### WORK TASK
Word for word, restate all of the data shown below.

Collected data:
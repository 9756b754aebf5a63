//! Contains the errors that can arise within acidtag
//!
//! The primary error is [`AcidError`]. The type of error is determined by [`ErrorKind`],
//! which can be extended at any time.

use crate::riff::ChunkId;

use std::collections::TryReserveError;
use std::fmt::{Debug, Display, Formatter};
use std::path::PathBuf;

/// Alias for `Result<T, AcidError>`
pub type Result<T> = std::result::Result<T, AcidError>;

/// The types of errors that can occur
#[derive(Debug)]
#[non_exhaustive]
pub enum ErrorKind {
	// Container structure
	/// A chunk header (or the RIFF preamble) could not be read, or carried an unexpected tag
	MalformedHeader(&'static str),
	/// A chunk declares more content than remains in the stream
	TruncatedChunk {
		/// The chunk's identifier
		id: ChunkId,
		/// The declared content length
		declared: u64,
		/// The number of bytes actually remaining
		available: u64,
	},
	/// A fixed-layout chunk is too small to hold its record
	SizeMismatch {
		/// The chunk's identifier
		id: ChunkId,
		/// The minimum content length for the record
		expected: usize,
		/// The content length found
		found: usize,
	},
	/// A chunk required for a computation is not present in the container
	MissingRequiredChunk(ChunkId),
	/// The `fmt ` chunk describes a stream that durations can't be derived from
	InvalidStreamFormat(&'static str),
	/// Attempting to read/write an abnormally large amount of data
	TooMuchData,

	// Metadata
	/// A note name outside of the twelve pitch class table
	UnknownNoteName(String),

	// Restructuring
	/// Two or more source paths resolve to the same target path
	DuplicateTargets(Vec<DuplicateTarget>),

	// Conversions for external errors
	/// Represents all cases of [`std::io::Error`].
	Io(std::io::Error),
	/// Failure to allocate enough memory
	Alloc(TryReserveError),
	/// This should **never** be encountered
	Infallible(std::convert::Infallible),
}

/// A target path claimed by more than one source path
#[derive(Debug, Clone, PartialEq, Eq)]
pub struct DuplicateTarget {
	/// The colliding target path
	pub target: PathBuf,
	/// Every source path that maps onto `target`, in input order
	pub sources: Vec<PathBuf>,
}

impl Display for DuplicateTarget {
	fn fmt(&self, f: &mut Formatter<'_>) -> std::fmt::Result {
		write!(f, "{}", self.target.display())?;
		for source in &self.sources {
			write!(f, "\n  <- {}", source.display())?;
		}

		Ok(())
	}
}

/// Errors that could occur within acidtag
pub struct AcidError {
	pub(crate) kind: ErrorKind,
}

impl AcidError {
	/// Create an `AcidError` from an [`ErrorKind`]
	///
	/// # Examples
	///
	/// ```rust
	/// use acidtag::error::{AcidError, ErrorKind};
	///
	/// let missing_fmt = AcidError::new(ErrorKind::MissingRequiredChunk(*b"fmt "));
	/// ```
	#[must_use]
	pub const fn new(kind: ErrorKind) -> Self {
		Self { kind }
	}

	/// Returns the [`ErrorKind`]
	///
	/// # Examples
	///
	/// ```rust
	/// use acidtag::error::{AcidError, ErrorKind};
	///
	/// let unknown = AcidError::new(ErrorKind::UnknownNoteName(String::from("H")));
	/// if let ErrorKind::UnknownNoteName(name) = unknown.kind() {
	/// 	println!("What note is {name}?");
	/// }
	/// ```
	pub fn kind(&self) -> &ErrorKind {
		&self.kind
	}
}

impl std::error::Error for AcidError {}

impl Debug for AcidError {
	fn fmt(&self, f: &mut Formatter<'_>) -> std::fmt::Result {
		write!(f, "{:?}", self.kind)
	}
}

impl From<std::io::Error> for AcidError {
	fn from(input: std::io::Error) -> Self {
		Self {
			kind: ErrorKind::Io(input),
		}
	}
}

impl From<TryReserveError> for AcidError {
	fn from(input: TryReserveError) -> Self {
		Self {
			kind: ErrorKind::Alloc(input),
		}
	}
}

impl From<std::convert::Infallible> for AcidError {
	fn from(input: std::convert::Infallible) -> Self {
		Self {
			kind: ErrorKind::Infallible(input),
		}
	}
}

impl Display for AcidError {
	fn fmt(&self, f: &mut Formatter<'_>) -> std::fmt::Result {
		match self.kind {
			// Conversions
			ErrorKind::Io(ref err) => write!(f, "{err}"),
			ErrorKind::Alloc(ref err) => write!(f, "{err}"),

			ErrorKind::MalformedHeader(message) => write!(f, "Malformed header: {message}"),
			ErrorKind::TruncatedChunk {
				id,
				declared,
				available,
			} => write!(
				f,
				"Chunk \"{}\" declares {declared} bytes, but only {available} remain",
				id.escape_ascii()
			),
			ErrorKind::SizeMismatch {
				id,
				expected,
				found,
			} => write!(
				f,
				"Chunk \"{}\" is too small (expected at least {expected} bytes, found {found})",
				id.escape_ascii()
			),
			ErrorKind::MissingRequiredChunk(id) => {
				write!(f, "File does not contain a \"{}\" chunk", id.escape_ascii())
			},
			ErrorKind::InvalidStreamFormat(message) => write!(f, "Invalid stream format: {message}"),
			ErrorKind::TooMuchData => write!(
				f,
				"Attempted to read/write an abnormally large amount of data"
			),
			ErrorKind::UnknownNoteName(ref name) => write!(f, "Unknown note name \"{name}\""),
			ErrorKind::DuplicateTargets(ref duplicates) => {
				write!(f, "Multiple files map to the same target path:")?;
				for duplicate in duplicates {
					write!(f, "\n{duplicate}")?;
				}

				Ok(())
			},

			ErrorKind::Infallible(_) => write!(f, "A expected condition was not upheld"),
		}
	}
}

### RESULT BELOW
repository 9756b754aebf5a63
//! Contains the errors that can arise within acidtag
//!
//! The primary error is [`AcidError`]. The type of error is determined by [`ErrorKind`],
//! which can be extended at any time.

use crate::riff::ChunkId;

use std::collections::TryReserveError;
use std::fmt::{Debug, Display, Formatter};
use std::path::PathBuf;

/// Alias for `Result<T, AcidError>`
pub type Result<T> = std::result::Result<T, AcidError>;

/// The types of errors that can occur
#[derive(Debug)]
#[non_exhaustive]
pub enum ErrorKind {
	// Container structure
	/// A chunk header (or the RIFF preamble) could not be read, or carried an unexpected tag
	MalformedHeader(&'static str),
	/// A chunk declares more content than remains in the stream
	TruncatedChunk {
		/// The chunk's identifier
		id: ChunkId,
		/// The declared content length
		declared: u64,
		/// The number of bytes actually remaining
		available: u64,
	},
	/// A fixed-layout chunk is too small to hold its record
	SizeMismatch {
		/// The chunk's identifier
		id: ChunkId,
		/// The minimum content length for the record
		expected: usize,
		/// The content length found
		found: usize,
	},
	/// A chunk required for a computation is not present in the container
	MissingRequiredChunk(ChunkId),
	/// The `fmt ` chunk describes a stream that durations can't be derived from
	InvalidStreamFormat(&'static str),
	/// Attempting to read/write an abnormally large amount of data
	TooMuchData,

	// Metadata
	/// A note name outside of the twelve pitch class table
	UnknownNoteName(String),

	// Restructuring
	/// Two or more source paths resolve to the same target path
	DuplicateTargets(Vec<DuplicateTarget>),

	// Conversions for external errors
	/// Represents all cases of [`std::io::Error`].
	Io(std::io::Error),
	/// Failure to allocate enough memory
	Alloc(TryReserveError),
	/// This should **never** be encountered
	Infallible(std::convert::Infallible),
}

/// A target path claimed by more than one source path
#[derive(Debug, Clone, PartialEq, Eq)]
pub struct DuplicateTarget {
	/// The colliding target path
	pub target: PathBuf,
	/// Every source path that maps onto `target`, in input order
	pub sources: Vec<PathBuf>,
}

impl Display for DuplicateTarget {
	fn fmt(&self, f: &mut Formatter<'_>) -> std::fmt::Result {
		write!(f, "{}", self.target.display())?;
		for source in &self.sources {
			write!(f, "\n  <- {}", source.display())?;
		}

		Ok(())
	}
}

/// Errors that could occur within acidtag
pub struct AcidError {
	pub(crate) kind: ErrorKind,
}

impl AcidError {
	/// Create an `AcidError` from an [`ErrorKind`]
	///
	/// # Examples
	///
	/// ```rust
	/// use acidtag::error::{AcidError, ErrorKind};
	///
	/// let missing_fmt = AcidError::new(ErrorKind::MissingRequiredChunk(*b"fmt "));
	/// ```
	#[must_use]
	pub const fn new(kind: ErrorKind) -> Self {
		Self { kind }
	}

	/// Returns the [`ErrorKind`]
	///
	/// # Examples
	///
	/// ```rust
	/// use acidtag::error::{AcidError, ErrorKind};
	///
	/// let unknown = AcidError::new(ErrorKind::UnknownNoteName(String::from("H")));
	/// if let ErrorKind::UnknownNoteName(name) = unknown.kind() {
	/// 	println!("What note is {name}?");
	/// }
	/// ```
	pub fn kind(&self) -> &ErrorKind {
		&self.kind
	}
}

impl std::error::Error for AcidError {}

impl Debug for AcidError {
	fn fmt(&self, f: &mut Formatter<'_>) -> std::fmt::Result {
		write!(f, "{:?}", self.kind)
	}
}

impl From<std::io::Error> for AcidError {
	fn from(input: std::io::Error) -> Self {
		Self {
			kind: ErrorKind::Io(input),
		}
	}
}

impl From<TryReserveError> for AcidError {
	fn from(input: TryReserveError) -> Self {
		Self {
			kind: ErrorKind::Alloc(input),
		}
	}
}

impl From<std::convert::Infallible> for AcidError {
	fn from(input: std::convert::Infallible) -> Self {
		Self {
			kind: ErrorKind::Infallible(input),
		}
	}
}

impl Display for AcidError {
	fn fmt(&self, f: &mut Formatter<'_>) -> std::fmt::Result {
		match self.kind {
			// Conversions
			ErrorKind::Io(ref err) => write!(f, "{err}"),
			ErrorKind::Alloc(ref err) => write!(f, "{err}"),

			ErrorKind::MalformedHeader(message) => write!(f, "Malformed header: {message}"),
			ErrorKind::TruncatedChunk {
				id,
				declared,
				available,
			} => write!(
				f,
				"Chunk \"{}\" declares {declared} bytes, but only {available} remain",
				id.escape_ascii()
			),
			ErrorKind::SizeMismatch {
				id,
				expected,
				found,
			} => write!(
				f,
				"Chunk \"{}\" is too small (expected at least {expected} bytes, found {found})",
				id.escape_ascii()
			),
			ErrorKind::MissingRequiredChunk(id) => {
				write!(f, "File does not contain a \"{}\" chunk", id.escape_ascii())
			},
			ErrorKind::InvalidStreamFormat(message) => write!(f, "Invalid stream format: {message}"),
			ErrorKind::TooMuchData => write!(
				f,
				"Attempted to read/write an abnormally large amount of data"
			),
			ErrorKind::UnknownNoteName(ref name) => write!(f, "Unknown note name \"{name}\""),
			ErrorKind::DuplicateTargets(ref duplicates) => {
				write!(f, "Multiple files map to the same target path:")?;
				for duplicate in duplicates {
					write!(f, "\n{duplicate}")?;
				}

				Ok(())
			},

			ErrorKind::Infallible(_) => write!(f, "A expected condition was not upheld"),
		}
	}
}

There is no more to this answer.